▸ **What to do**:
Wherever the string "length" shows up in the records below, return that line.
Segment Open
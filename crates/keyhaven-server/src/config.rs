//! Server configuration for `KeyHaven`.
//!
//! Loads configuration from environment variables. Most settings have
//! sensible defaults; the master key and session secret are required and
//! validated at startup so a misconfigured deployment fails loudly instead
//! of silently encrypting with a weak key.

use std::net::SocketAddr;
use std::time::Duration;

use anyhow::{bail, Context};

use keyhaven_core::crypto::EncryptionKey;

/// Server configuration.
#[derive(Debug)]
pub struct ServerConfig {
    /// Address to bind the HTTP listener to.
    pub bind_addr: SocketAddr,
    /// Storage backend type.
    pub storage_backend: StorageBackendType,
    /// Master key for vault entry encryption. Must be exactly 32 bytes.
    pub master_key: EncryptionKey,
    /// Secret used to sign session tokens.
    pub jwt_secret: String,
    /// Base URL of the breach range API.
    pub breach_base_url: String,
    /// Timeout for breach API requests.
    pub breach_timeout: Duration,
    /// Log level filter (e.g., `info`, `debug`, `warn`).
    pub log_level: String,
}

/// Supported storage backend types.
#[derive(Debug, Clone, PartialEq, Eq)]
pub enum StorageBackendType {
    /// In-memory (development only, data lost on restart).
    Memory,
    /// PostgreSQL persistent storage.
    Postgres { url: String },
}

impl StorageBackendType {
    /// Backend name for logging. Never includes the connection URL.
    #[must_use]
    pub fn kind(&self) -> &'static str {
        match self {
            Self::Memory => "memory",
            Self::Postgres { .. } => "postgres",
        }
    }
}

impl ServerConfig {
    /// Load configuration from environment variables.
    ///
    /// Environment variables:
    /// - `PORT` — port to bind on (Railway convention, binds to `0.0.0.0`)
    /// - `KEYHAVEN_BIND_ADDR` — full bind address (overrides `PORT`, default: `127.0.0.1:8300`)
    /// - `KEYHAVEN_STORAGE` — `memory` or `postgres` (default: `memory`)
    /// - `DATABASE_URL` — PostgreSQL connection string (required when `KEYHAVEN_STORAGE=postgres`)
    /// - `KEYHAVEN_MASTER_KEY` — 32-byte entry encryption key (required)
    /// - `KEYHAVEN_JWT_SECRET` — session token signing secret (required)
    /// - `KEYHAVEN_BREACH_URL` — breach range API base URL (default: HIBP)
    /// - `KEYHAVEN_BREACH_TIMEOUT_SECS` — breach API timeout (default: `10`)
    /// - `KEYHAVEN_LOG_LEVEL` — log filter (default: `info`)
    ///
    /// # Errors
    ///
    /// Returns an error when a required variable is missing, the master key
    /// is not exactly 32 bytes, or the bind address does not parse.
    pub fn from_env() -> anyhow::Result<Self> {
        let bind_addr = if let Ok(addr) = std::env::var("KEYHAVEN_BIND_ADDR") {
            addr.parse()
                .with_context(|| format!("invalid KEYHAVEN_BIND_ADDR: {addr}"))?
        } else if let Ok(port_str) = std::env::var("PORT") {
            let port: u16 = port_str
                .parse()
                .with_context(|| format!("invalid PORT: {port_str}"))?;
            SocketAddr::from(([0, 0, 0, 0], port))
        } else {
            SocketAddr::from(([127, 0, 0, 1], 8300))
        };

        let storage_backend = match std::env::var("KEYHAVEN_STORAGE")
            .unwrap_or_else(|_| "memory".to_owned())
            .to_lowercase()
            .as_str()
        {
            "postgres" | "postgresql" => {
                let url = std::env::var("DATABASE_URL")
                    .context("DATABASE_URL is required when KEYHAVEN_STORAGE=postgres")?;
                StorageBackendType::Postgres { url }
            }
            "memory" => StorageBackendType::Memory,
            other => bail!("unknown KEYHAVEN_STORAGE backend: {other}"),
        };

        let raw_key = std::env::var("KEYHAVEN_MASTER_KEY")
            .context("KEYHAVEN_MASTER_KEY is required")?;
        let master_key = EncryptionKey::from_slice(raw_key.as_bytes())
            .context("KEYHAVEN_MASTER_KEY must be exactly 32 bytes")?;

        let jwt_secret =
            std::env::var("KEYHAVEN_JWT_SECRET").context("KEYHAVEN_JWT_SECRET is required")?;
        if jwt_secret.is_empty() {
            bail!("KEYHAVEN_JWT_SECRET must not be empty");
        }

        let breach_base_url = std::env::var("KEYHAVEN_BREACH_URL")
            .unwrap_or_else(|_| keyhaven_core::breach::DEFAULT_BASE_URL.to_owned());

        let breach_timeout = std::env::var("KEYHAVEN_BREACH_TIMEOUT_SECS")
            .ok()
            .and_then(|v| v.parse().ok())
            .map_or(keyhaven_core::breach::DEFAULT_TIMEOUT, Duration::from_secs);

        let log_level =
            std::env::var("KEYHAVEN_LOG_LEVEL").unwrap_or_else(|_| "info".to_owned());

        Ok(Self {
            bind_addr,
            storage_backend,
            master_key,
            jwt_secret,
            breach_base_url,
            breach_timeout,
            log_level,
        })
    }
}
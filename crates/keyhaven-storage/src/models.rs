//! Domain models for the vault store.
//!
//! All ids are UUIDs, all timestamps UTC. The password hash on [`User`] is
//! the argon2 login hash — it plays no part in vault encryption. The
//! `encrypted_password` on [`VaultEntry`] is an opaque envelope string; this
//! crate never sees plaintext secrets.

use chrono::{DateTime, Utc};
use serde::Serialize;
use uuid::Uuid;

/// A registered user account.
#[derive(Debug, Clone, Serialize, sqlx::FromRow)]
pub struct User {
    pub id: Uuid,
    pub name: String,
    pub email: String,
    #[serde(skip)]
    pub password_hash: String,
    pub role: String,
    pub verified: bool,
    pub created_at: DateTime<Utc>,
    pub updated_at: DateTime<Utc>,
}

/// Fields for creating a user. The id and timestamps are assigned by the store.
#[derive(Debug, Clone)]
pub struct NewUser {
    pub name: String,
    pub email: String,
    pub password_hash: String,
    pub role: String,
    pub verified: bool,
}

/// One stored credential. Ownership (`user_id`) never transfers.
#[derive(Debug, Clone, Serialize, sqlx::FromRow)]
pub struct VaultEntry {
    pub id: Uuid,
    pub user_id: Uuid,
    pub site_name: String,
    pub site_url: Option<String>,
    pub username: Option<String>,
    pub encrypted_password: String,
    pub notes: Option<String>,
    pub created_at: DateTime<Utc>,
    pub updated_at: DateTime<Utc>,
}

/// Fields for creating a credential record.
#[derive(Debug, Clone)]
pub struct NewEntry {
    pub user_id: Uuid,
    pub site_name: String,
    pub site_url: Option<String>,
    pub username: Option<String>,
    pub encrypted_password: String,
    pub notes: Option<String>,
}

/// Partial update for a credential record. `None` means "keep the current
/// value"; a new password must already be re-encrypted with a fresh nonce
/// before it reaches the store.
#[derive(Debug, Clone, Default)]
pub struct EntryPatch {
    pub site_name: Option<String>,
    pub site_url: Option<String>,
    pub username: Option<String>,
    pub encrypted_password: Option<String>,
    pub notes: Option<String>,
}
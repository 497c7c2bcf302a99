//! `KeyHaven` HTTP server.
//!
//! Wires together the core library, storage backend, and HTTP routes into a
//! running Axum server. Serves the JSON API at `/v1/*`.

pub mod config;
pub mod error;
pub mod middleware;
pub mod password;
pub mod routes;
pub mod state;
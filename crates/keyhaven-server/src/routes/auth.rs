//! Account routes: `/v1/auth/*`
//!
//! Registration, login, email verification, and session info. Sessions are
//! stateless signed tokens — logout is a client-side concern, the endpoint
//! exists so clients have a uniform place to end a session.

use std::sync::Arc;

use axum::extract::{Query, State};
use axum::http::StatusCode;
use axum::routing::{get, post};
use axum::{Extension, Json, Router};
use serde::{Deserialize, Serialize};
use uuid::Uuid;

use keyhaven_storage::{NewUser, User};

use crate::error::AppError;
use crate::middleware::AuthedUser;
use crate::password::{hash_password, verify_password};
use crate::state::AppState;

/// Build the unauthenticated auth router.
pub fn router() -> Router<Arc<AppState>> {
    Router::new()
        .route("/register", post(register))
        .route("/login", post(login))
        .route("/logout", post(logout))
        .route("/check-user", get(check_user))
        .route("/verify-email", post(verify_email))
}

/// Build the auth routes that require a valid session token.
pub fn session_router() -> Router<Arc<AppState>> {
    Router::new().route("/me", get(me))
}

// ── Request / response types ─────────────────────────────────────────

#[derive(Debug, Deserialize)]
pub struct RegisterRequest {
    pub username: String,
    pub email: String,
    pub password: String,
}

#[derive(Debug, Deserialize)]
pub struct LoginRequest {
    pub email: String,
    pub password: String,
}

#[derive(Debug, Deserialize)]
pub struct CheckUserQuery {
    pub email: String,
}

#[derive(Debug, Deserialize)]
pub struct VerifyEmailRequest {
    pub email: String,
}

/// Public view of a user account.
#[derive(Debug, Serialize)]
pub struct UserInfo {
    pub id: Uuid,
    pub name: String,
    pub email: String,
    pub role: String,
    pub verified: bool,
}

impl From<User> for UserInfo {
    fn from(user: User) -> Self {
        Self {
            id: user.id,
            name: user.name,
            email: user.email,
            role: user.role,
            verified: user.verified,
        }
    }
}

#[derive(Debug, Serialize)]
pub struct AuthResponse {
    pub user: UserInfo,
    pub token: String,
}

#[derive(Debug, Serialize)]
pub struct MessageResponse {
    pub message: String,
}

// ── Handlers ─────────────────────────────────────────────────────────

/// `POST /v1/auth/register` — create an account and issue a session token.
///
/// New accounts start unverified; login is gated on verification but the
/// freshly issued token is usable immediately.
async fn register(
    State(state): State<Arc<AppState>>,
    Json(req): Json<RegisterRequest>,
) -> Result<(StatusCode, Json<AuthResponse>), AppError> {
    if req.username.trim().is_empty() {
        return Err(AppError::BadRequest("username is required".to_owned()));
    }
    if req.email.trim().is_empty() {
        return Err(AppError::BadRequest("email is required".to_owned()));
    }
    if req.password.is_empty() {
        return Err(AppError::BadRequest("password is required".to_owned()));
    }

    let email = req.email.trim().to_lowercase();
    if state.store.find_user_by_email(&email).await?.is_some() {
        return Err(AppError::Conflict("email already registered".to_owned()));
    }

    let password_hash = hash_password(&req.password)?;
    let user = state
        .store
        .create_user(NewUser {
            name: req.username.trim().to_owned(),
            email,
            password_hash,
            role: "user".to_owned(),
            verified: false,
        })
        .await?;

    let token = state
        .signer
        .issue(user.id, &user.email, &user.role)
        .map_err(|e| AppError::Internal(format!("token issue failed: {e}")))?;

    tracing::info!(user_id = %user.id, "user registered");

    Ok((
        StatusCode::CREATED,
        Json(AuthResponse {
            user: user.into(),
            token,
        }),
    ))
}

/// `POST /v1/auth/login` — verify credentials and issue a session token.
///
/// The same `Unauthorized` response covers an unknown email and a wrong
/// password, so login failures do not reveal which accounts exist.
async fn login(
    State(state): State<Arc<AppState>>,
    Json(req): Json<LoginRequest>,
) -> Result<Json<AuthResponse>, AppError> {
    let email = req.email.trim().to_lowercase();
    let Some(user) = state.store.find_user_by_email(&email).await? else {
        return Err(AppError::Unauthorized("invalid credentials".to_owned()));
    };

    if !verify_password(&req.password, &user.password_hash)? {
        return Err(AppError::Unauthorized("invalid credentials".to_owned()));
    }

    if !user.verified {
        return Err(AppError::Forbidden(
            "email address is not verified".to_owned(),
        ));
    }

    let token = state
        .signer
        .issue(user.id, &user.email, &user.role)
        .map_err(|e| AppError::Internal(format!("token issue failed: {e}")))?;

    tracing::info!(user_id = %user.id, "user logged in");

    Ok(Json(AuthResponse {
        user: user.into(),
        token,
    }))
}

/// `GET /v1/auth/check-user?email=...` — whether an account exists.
async fn check_user(
    State(state): State<Arc<AppState>>,
    Query(query): Query<CheckUserQuery>,
) -> Result<Json<MessageResponse>, AppError> {
    let email = query.email.trim().to_lowercase();
    if state.store.find_user_by_email(&email).await?.is_none() {
        return Err(AppError::NotFound("no account with that email".to_owned()));
    }
    Ok(Json(MessageResponse {
        message: "account exists".to_owned(),
    }))
}

/// `POST /v1/auth/verify-email` — mark an account's email as verified.
async fn verify_email(
    State(state): State<Arc<AppState>>,
    Json(req): Json<VerifyEmailRequest>,
) -> Result<Json<MessageResponse>, AppError> {
    let email = req.email.trim().to_lowercase();
    state.store.mark_user_verified(&email).await?;

    tracing::info!(email = %email, "email verified");

    Ok(Json(MessageResponse {
        message: "email verified".to_owned(),
    }))
}

/// `GET /v1/auth/me` — profile of the authenticated user.
async fn me(
    State(state): State<Arc<AppState>>,
    Extension(auth): Extension<AuthedUser>,
) -> Result<Json<UserInfo>, AppError> {
    let Some(user) = state.store.find_user_by_id(auth.user_id).await? else {
        return Err(AppError::NotFound("user not found".to_owned()));
    };
    Ok(Json(user.into()))
}

/// `POST /v1/auth/logout` — end the session.
///
/// Tokens are stateless, so there is nothing to revoke server-side; the
/// client discards the token.
async fn logout() -> Json<MessageResponse> {
    Json(MessageResponse {
        message: "logged out".to_owned(),
    })
}
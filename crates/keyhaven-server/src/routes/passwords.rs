//! Vault routes: `/v1/passwords/*`
//!
//! CRUD over the authenticated user's credential records, plus the breach
//! check and password generator. Passwords are sealed before they reach the
//! store and opened on the way out; listing is the only operation that
//! returns plaintext.

use std::sync::Arc;

use axum::extract::{Path, State};
use axum::http::StatusCode;
use axum::routing::{get, post, put};
use axum::{Extension, Json, Router};
use chrono::{DateTime, Utc};
use serde::{Deserialize, Serialize};
use uuid::Uuid;

use keyhaven_core::breach::BreachReport;
use keyhaven_core::crypto::KeyProvider;
use keyhaven_core::envelope;
use keyhaven_core::generate;
use keyhaven_storage::{EntryPatch, NewEntry, VaultEntry};

use crate::error::AppError;
use crate::middleware::AuthedUser;
use crate::state::AppState;

/// Build the `/v1/passwords` router. All routes require authentication.
pub fn router() -> Router<Arc<AppState>> {
    Router::new()
        .route("/", get(list_entries).post(create_entry))
        .route("/{id}", put(update_entry).delete(delete_entry))
        .route("/check-breach", post(check_breach))
        .route("/generate", post(generate_password))
}

// ── Request / response types ─────────────────────────────────────────

#[derive(Debug, Deserialize)]
pub struct CreateEntryRequest {
    pub site_name: String,
    pub site_url: Option<String>,
    pub username: Option<String>,
    pub password: String,
    pub notes: Option<String>,
}

#[derive(Debug, Deserialize, Default)]
pub struct UpdateEntryRequest {
    pub site_name: Option<String>,
    pub site_url: Option<String>,
    pub username: Option<String>,
    pub password: Option<String>,
    pub notes: Option<String>,
}

#[derive(Debug, Deserialize)]
pub struct CheckBreachRequest {
    pub password: String,
}

#[derive(Debug, Deserialize, Default)]
pub struct GenerateRequest {
    pub length: Option<usize>,
}

#[derive(Debug, Serialize)]
pub struct GeneratedPassword {
    pub password: String,
}

/// A credential record with its password decrypted for the owner.
#[derive(Debug, Serialize)]
pub struct DecryptedEntry {
    pub id: Uuid,
    pub site_name: String,
    pub site_url: Option<String>,
    pub username: Option<String>,
    pub decrypted_password: String,
    pub notes: Option<String>,
    pub created_at: DateTime<Utc>,
    pub updated_at: DateTime<Utc>,
}

impl DecryptedEntry {
    fn new(entry: VaultEntry, decrypted_password: String) -> Self {
        Self {
            id: entry.id,
            site_name: entry.site_name,
            site_url: entry.site_url,
            username: entry.username,
            decrypted_password,
            notes: entry.notes,
            created_at: entry.created_at,
            updated_at: entry.updated_at,
        }
    }
}

#[derive(Debug, Serialize)]
pub struct EntryResponse {
    pub message: String,
    /// The stored record — password still in its encrypted envelope.
    pub entry: VaultEntry,
}

#[derive(Debug, Serialize)]
pub struct MessageResponse {
    pub message: String,
}

// ── Handlers ─────────────────────────────────────────────────────────

/// `GET /v1/passwords` — all of the caller's records, newest first, with
/// passwords decrypted.
///
/// A record that fails to decrypt fails the whole listing: a 500 here means
/// stored ciphertext is corrupt or the master key changed, and that should
/// surface loudly rather than silently shrink the list.
async fn list_entries(
    State(state): State<Arc<AppState>>,
    Extension(auth): Extension<AuthedUser>,
) -> Result<Json<Vec<DecryptedEntry>>, AppError> {
    let entries = state.store.list_entries(auth.user_id).await?;
    let key = state.keys.current_key();

    let mut decrypted = Vec::with_capacity(entries.len());
    for entry in entries {
        let plaintext = envelope::open(key, &entry.encrypted_password)?;
        decrypted.push(DecryptedEntry::new(entry, plaintext));
    }

    Ok(Json(decrypted))
}

/// `POST /v1/passwords` — store a new credential record.
async fn create_entry(
    State(state): State<Arc<AppState>>,
    Extension(auth): Extension<AuthedUser>,
    Json(req): Json<CreateEntryRequest>,
) -> Result<(StatusCode, Json<EntryResponse>), AppError> {
    if req.site_name.trim().is_empty() {
        return Err(AppError::BadRequest("site_name is required".to_owned()));
    }
    if req.password.is_empty() {
        return Err(AppError::BadRequest("password is required".to_owned()));
    }

    let encrypted_password = envelope::seal(state.keys.current_key(), &req.password)?;

    let entry = state
        .store
        .create_entry(NewEntry {
            user_id: auth.user_id,
            site_name: req.site_name.trim().to_owned(),
            site_url: req.site_url,
            username: req.username,
            encrypted_password,
            notes: req.notes,
        })
        .await?;

    tracing::info!(user_id = %auth.user_id, entry_id = %entry.id, "vault entry created");

    Ok((
        StatusCode::CREATED,
        Json(EntryResponse {
            message: "password saved".to_owned(),
            entry,
        }),
    ))
}

/// `PUT /v1/passwords/{id}` — partially update one of the caller's records.
///
/// Absent fields keep their current values. A new password is re-sealed
/// with a fresh nonce before it reaches the store.
async fn update_entry(
    State(state): State<Arc<AppState>>,
    Extension(auth): Extension<AuthedUser>,
    Path(id): Path<Uuid>,
    Json(req): Json<UpdateEntryRequest>,
) -> Result<Json<EntryResponse>, AppError> {
    let encrypted_password = match req.password {
        Some(ref password) if password.is_empty() => {
            return Err(AppError::BadRequest("password must not be empty".to_owned()));
        }
        Some(ref password) => Some(envelope::seal(state.keys.current_key(), password)?),
        None => None,
    };

    let entry = state
        .store
        .update_entry(
            auth.user_id,
            id,
            EntryPatch {
                site_name: req.site_name,
                site_url: req.site_url,
                username: req.username,
                encrypted_password,
                notes: req.notes,
            },
        )
        .await?;

    tracing::info!(user_id = %auth.user_id, entry_id = %entry.id, "vault entry updated");

    Ok(Json(EntryResponse {
        message: "password updated".to_owned(),
        entry,
    }))
}

/// `DELETE /v1/passwords/{id}` — delete one of the caller's records.
async fn delete_entry(
    State(state): State<Arc<AppState>>,
    Extension(auth): Extension<AuthedUser>,
    Path(id): Path<Uuid>,
) -> Result<Json<MessageResponse>, AppError> {
    state.store.delete_entry(auth.user_id, id).await?;

    tracing::info!(user_id = %auth.user_id, entry_id = %id, "vault entry deleted");

    Ok(Json(MessageResponse {
        message: "password deleted".to_owned(),
    }))
}

/// `POST /v1/passwords/check-breach` — k-anonymity breach lookup.
///
/// The candidate password never leaves the server; only the first five
/// characters of its SHA-1 digest go to the range API.
async fn check_breach(
    State(state): State<Arc<AppState>>,
    Json(req): Json<CheckBreachRequest>,
) -> Result<Json<BreachReport>, AppError> {
    if req.password.is_empty() {
        return Err(AppError::BadRequest("password is required".to_owned()));
    }
    let report = state.breach.check(&req.password).await?;
    Ok(Json(report))
}

/// `POST /v1/passwords/generate` — generate a random password.
async fn generate_password(
    Json(req): Json<GenerateRequest>,
) -> Result<Json<GeneratedPassword>, AppError> {
    let length = req.length.unwrap_or(generate::DEFAULT_LENGTH);
    let password = generate::generate(length, generate::DEFAULT_ALPHABET)?;
    Ok(Json(GeneratedPassword { password }))
}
Segment Closed
▸ **Answer section**:
    pub length: Option<usize>,
    let length = req.length.unwrap_or(generate::DEFAULT_LENGTH);
    let password = generate::generate(length, generate::DEFAULT_ALPHABET)?;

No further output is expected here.